[Activity]:
Only the lines from the one containing "assert_send::<ParamGrid>();" through the end of the data belong in the answer; reproduce them exactly.

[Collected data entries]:
****************************************

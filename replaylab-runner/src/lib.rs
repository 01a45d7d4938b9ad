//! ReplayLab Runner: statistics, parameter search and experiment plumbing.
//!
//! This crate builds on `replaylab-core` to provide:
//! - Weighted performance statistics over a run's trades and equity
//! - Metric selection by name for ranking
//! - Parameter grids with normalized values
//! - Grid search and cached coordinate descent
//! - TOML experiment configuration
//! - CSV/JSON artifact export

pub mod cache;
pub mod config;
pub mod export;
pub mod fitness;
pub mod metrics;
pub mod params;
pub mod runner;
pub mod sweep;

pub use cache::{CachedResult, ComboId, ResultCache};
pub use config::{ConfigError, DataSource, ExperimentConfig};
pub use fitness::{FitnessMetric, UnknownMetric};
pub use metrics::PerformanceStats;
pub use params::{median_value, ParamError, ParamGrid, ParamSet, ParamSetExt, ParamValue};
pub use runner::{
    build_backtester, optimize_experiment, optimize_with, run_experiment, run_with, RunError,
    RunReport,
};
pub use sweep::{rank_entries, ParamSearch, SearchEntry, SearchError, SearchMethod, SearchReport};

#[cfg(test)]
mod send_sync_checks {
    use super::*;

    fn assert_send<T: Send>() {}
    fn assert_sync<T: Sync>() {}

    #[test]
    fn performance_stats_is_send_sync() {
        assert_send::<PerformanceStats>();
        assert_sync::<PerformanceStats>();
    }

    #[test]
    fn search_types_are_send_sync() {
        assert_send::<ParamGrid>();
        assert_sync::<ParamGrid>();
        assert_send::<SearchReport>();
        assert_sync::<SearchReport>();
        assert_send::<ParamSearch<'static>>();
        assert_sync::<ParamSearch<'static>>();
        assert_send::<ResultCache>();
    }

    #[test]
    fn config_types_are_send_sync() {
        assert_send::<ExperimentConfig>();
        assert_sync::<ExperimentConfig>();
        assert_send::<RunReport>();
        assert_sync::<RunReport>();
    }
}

****************************************

[Reply]:
        assert_send::<ParamGrid>();
        assert_sync::<ParamGrid>();
        assert_send::<SearchReport>();
        assert_sync::<SearchReport>();
        assert_send::<ParamSearch<'static>>();
        assert_sync::<ParamSearch<'static>>();
        assert_send::<ResultCache>();
    }

    #[test]
    fn config_types_are_send_sync() {
        assert_send::<ExperimentConfig>();
        assert_sync::<ExperimentConfig>();
        assert_send::<RunReport>();
        assert_sync::<RunReport>();
    }
}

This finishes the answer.